======== Input

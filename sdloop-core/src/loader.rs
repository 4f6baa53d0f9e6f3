use std::future::Future;

use anyhow::Result;
use hf_hub::api::tokio::Api;

use crate::{DeviceMap, ModelLike, ModelVariant};

/// Runtime knobs that do not change which weights are loaded.
#[derive(Clone, Copy, Debug, Default, PartialEq, Eq)]
pub struct LoadOptions {
    /// Keep f32 even on accelerators.
    pub use_f32: bool,
    /// Resolve every file from the local Hugging Face cache, never from the network.
    pub offline: bool,
    pub sliced_attention_size: Option<usize>,
    pub use_flash_attn: bool,
}

pub trait Loader {
    type Model: ModelLike;

    fn load(
        variant: ModelVariant,
        api: Api,
        device_map: DeviceMap,
        options: LoadOptions,
    ) -> impl Future<Output = Result<Self::Model>>
    where
        Self: Sized;
}
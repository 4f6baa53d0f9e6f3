//! Mask format conversion.
//!
//! Stable Diffusion inpainting masks are greyscale: white is repainted, black is kept. Masks in
//! the OpenAI image edit convention carry the same information in the alpha channel instead,
//! fully transparent pixels marking the area to repaint.

use std::path::{Path, PathBuf};

use anyhow::{Context, Result};
use image::{DynamicImage, GrayImage, ImageFormat, Luma};

/// White where `mask` is fully transparent, black everywhere else.
pub fn alpha_to_mask(mask: &DynamicImage) -> GrayImage {
    let rgba = mask.to_rgba8();
    GrayImage::from_fn(rgba.width(), rgba.height(), |x, y| {
        if rgba.get_pixel(x, y)[3] == 0 {
            Luma([255])
        } else {
            Luma([0])
        }
    })
}

/// `dir/name.ext` becomes `dir/name_sd.ext`.
pub fn converted_mask_path(path: &Path) -> PathBuf {
    let stem = path
        .file_stem()
        .map(|s| s.to_string_lossy().into_owned())
        .unwrap_or_default();
    let name = match path.extension() {
        Some(ext) => format!("{stem}_sd.{}", ext.to_string_lossy()),
        None => format!("{stem}_sd"),
    };
    path.with_file_name(name)
}

/// Converts an alpha-channel mask file and writes the result as PNG next to it. Returns the path
/// of the converted mask.
pub fn convert_openai_mask(path: &Path) -> Result<PathBuf> {
    let mask = image::open(path).with_context(|| format!("failed to open mask {}", path.display()))?;
    let output = converted_mask_path(path);
    alpha_to_mask(&mask)
        .save_with_format(&output, ImageFormat::Png)
        .with_context(|| format!("failed to write mask {}", output.display()))?;
    Ok(output)
}
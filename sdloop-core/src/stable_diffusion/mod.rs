use std::{fmt, path::Path, str::FromStr, time::Instant};

use anyhow::{bail, ensure, Context, Result};
use candle_core::{safetensors::MmapedSafetensors, DType, Device, IndexOp, Tensor, D};
use candle_transformers::models::stable_diffusion::{
    unet_2d::UNet2DConditionModel, vae::AutoEncoderKL, StableDiffusionConfig,
};
use hf_hub::api::tokio::Api;
use image::DynamicImage;
use rand::{rngs::StdRng, Rng, SeedableRng};
use rand_distr::StandardNormal;
use tracing::{debug, info, warn};

mod hub;
mod text;

use crate::{
    select_best_device,
    util::{image_to_tensor, mask_to_tensor, open_image, target_dims, tensor_to_image},
    Conditioning, DeviceMap, GenerationRequest, LoadOptions, Loader, Mode, ModelLike, ModelVariant,
};
use hub::Hub;
use text::TextEncoder;

const CLIP_TOKENIZER: &str = "openai/clip-vit-base-patch32";
const CLIP_L_TOKENIZER: &str = "openai/clip-vit-large-patch14";
const CLIP_G_TOKENIZER: &str = "laion/CLIP-ViT-bigG-14-laion2B-39B-b160k";
const SDXL_FP16_VAE: &str = "madebyollin/sdxl-vae-fp16-fix";

/// UNet input channels of dedicated inpainting checkpoints: latents, mask and masked image.
const INPAINT_UNET_CHANNELS: usize = 9;

/// Stable Diffusion model family. Decides the network configuration, the text encoders and the
/// latent scaling factor.
#[derive(Clone, Copy, Debug, PartialEq, Eq, Hash)]
pub enum SdVersion {
    V1_5,
    V2_1,
    Xl,
    Turbo,
}
use anyhow::Result;
use hf_hub::api::tokio::Api;
use tracing::info;

use crate::{DeviceMap, LoadOptions, Loader, Mode, ModelLike, SdLoader, SdVariant, SdVersion};

#[derive(Debug, Clone, PartialEq)]
pub enum ModelVariant {
    StableDiffusion(SdVariant),
}

impl ModelVariant {
    /// Detect the model family from its name. `version` overrides the detection.
    pub fn from_name(model_name: &str, mode: Mode, version: Option<SdVersion>) -> Self {
        let version = version.unwrap_or_else(|| SdVersion::from_name(model_name));
        ModelVariant::StableDiffusion(SdVariant {
            model_id: model_name.to_string(),
            version,
            mode,
        })
    }
}

/// Load a model based on its name, automatically detecting the appropriate loader
pub async fn load_model(
    model_name: &str,
    mode: Mode,
    version: Option<SdVersion>,
    api: Api,
    device_map: DeviceMap,
    options: LoadOptions,
) -> Result<Box<dyn ModelLike>> {
    let variant = ModelVariant::from_name(model_name, mode, version);
    info!(model = model_name, ?variant, %device_map, "loading model");

    match variant {
        ModelVariant::StableDiffusion(_) => {
            let model = SdLoader::load(variant, api, device_map, options).await?;
            Ok(Box::new(model))
        }
    }
}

================

_Task instructions_
Return a faithful copy of all the records above.

_Answer box_
filename sdloop-core/src/loader.rs
repository 4f6baa53d0f9e6f3
use std::future::Future;

use anyhow::Result;
use hf_hub::api::tokio::Api;

use crate::{DeviceMap, ModelLike, ModelVariant};

/// Runtime knobs that do not change which weights are loaded.
#[derive(Clone, Copy, Debug, Default, PartialEq, Eq)]
pub struct LoadOptions {
    /// Keep f32 even on accelerators.
    pub use_f32: bool,
    /// Resolve every file from the local Hugging Face cache, never from the network.
    pub offline: bool,
    pub sliced_attention_size: Option<usize>,
    pub use_flash_attn: bool,
}

pub trait Loader {
    type Model: ModelLike;

    fn load(
        variant: ModelVariant,
        api: Api,
        device_map: DeviceMap,
        options: LoadOptions,
    ) -> impl Future<Output = Result<Self::Model>>
    where
        Self: Sized;
}
repository 4f6baa53d0f9e6f3
//! Mask format conversion.
//!
//! Stable Diffusion inpainting masks are greyscale: white is repainted, black is kept. Masks in
//! the OpenAI image edit convention carry the same information in the alpha channel instead,
//! fully transparent pixels marking the area to repaint.

use std::path::{Path, PathBuf};

use anyhow::{Context, Result};
use image::{DynamicImage, GrayImage, ImageFormat, Luma};

/// White where `mask` is fully transparent, black everywhere else.
pub fn alpha_to_mask(mask: &DynamicImage) -> GrayImage {
    let rgba = mask.to_rgba8();
    GrayImage::from_fn(rgba.width(), rgba.height(), |x, y| {
        if rgba.get_pixel(x, y)[3] == 0 {
            Luma([255])
        } else {
            Luma([0])
        }
    })
}

/// `dir/name.ext` becomes `dir/name_sd.ext`.
pub fn converted_mask_path(path: &Path) -> PathBuf {
    let stem = path
        .file_stem()
        .map(|s| s.to_string_lossy().into_owned())
        .unwrap_or_default();
    let name = match path.extension() {
        Some(ext) => format!("{stem}_sd.{}", ext.to_string_lossy()),
        None => format!("{stem}_sd"),
    };
    path.with_file_name(name)
}

/// Converts an alpha-channel mask file and writes the result as PNG next to it. Returns the path
/// of the converted mask.
pub fn convert_openai_mask(path: &Path) -> Result<PathBuf> {
    let mask = image::open(path).with_context(|| format!("failed to open mask {}", path.display()))?;
    let output = converted_mask_path(path);
    alpha_to_mask(&mask)
        .save_with_format(&output, ImageFormat::Png)
        .with_context(|| format!("failed to write mask {}", output.display()))?;
    Ok(output)
}
filename sdloop-core/src/stable_diffusion/mod.rs
use std::{fmt, path::Path, str::FromStr, time::Instant};

use anyhow::{bail, ensure, Context, Result};
use candle_core::{safetensors::MmapedSafetensors, DType, Device, IndexOp, Tensor, D};
use candle_transformers::models::stable_diffusion::{
    unet_2d::UNet2DConditionModel, vae::AutoEncoderKL, StableDiffusionConfig,
};
use hf_hub::api::tokio::Api;
use image::DynamicImage;
use rand::{rngs::StdRng, Rng, SeedableRng};
use rand_distr::StandardNormal;
use tracing::{debug, info, warn};

mod hub;
mod text;

use crate::{
    select_best_device,
    util::{image_to_tensor, mask_to_tensor, open_image, target_dims, tensor_to_image},
    Conditioning, DeviceMap, GenerationRequest, LoadOptions, Loader, Mode, ModelLike, ModelVariant,
};
use hub::Hub;
use text::TextEncoder;

const CLIP_TOKENIZER: &str = "openai/clip-vit-base-patch32";
const CLIP_L_TOKENIZER: &str = "openai/clip-vit-large-patch14";
const CLIP_G_TOKENIZER: &str = "laion/CLIP-ViT-bigG-14-laion2B-39B-b160k";
const SDXL_FP16_VAE: &str = "madebyollin/sdxl-vae-fp16-fix";

/// UNet input channels of dedicated inpainting checkpoints: latents, mask and masked image.
const INPAINT_UNET_CHANNELS: usize = 9;

/// Stable Diffusion model family. Decides the network configuration, the text encoders and the
/// latent scaling factor.
#[derive(Clone, Copy, Debug, PartialEq, Eq, Hash)]
pub enum SdVersion {
    V1_5,
    V2_1,
    Xl,
    Turbo,
}
use anyhow::Result;
use hf_hub::api::tokio::Api;
use tracing::info;

use crate::{DeviceMap, LoadOptions, Loader, Mode, ModelLike, SdLoader, SdVariant, SdVersion};

#[derive(Debug, Clone, PartialEq)]
pub enum ModelVariant {
    StableDiffusion(SdVariant),
}

impl ModelVariant {
    /// Detect the model family from its name. `version` overrides the detection.
    pub fn from_name(model_name: &str, mode: Mode, version: Option<SdVersion>) -> Self {
        let version = version.unwrap_or_else(|| SdVersion::from_name(model_name));
        ModelVariant::StableDiffusion(SdVariant {
            model_id: model_name.to_string(),
            version,
            mode,
        })
    }
}

/// Load a model based on its name, automatically detecting the appropriate loader
pub async fn load_model(
    model_name: &str,
    mode: Mode,
    version: Option<SdVersion>,
    api: Api,
    device_map: DeviceMap,
    options: LoadOptions,
) -> Result<Box<dyn ModelLike>> {
    let variant = ModelVariant::from_name(model_name, mode, version);
    info!(model = model_name, ?variant, %device_map, "loading model");

    match variant {
        ModelVariant::StableDiffusion(_) => {
            let model = SdLoader::load(variant, api, device_map, options).await?;
            Ok(Box::new(model))
        }
    }
}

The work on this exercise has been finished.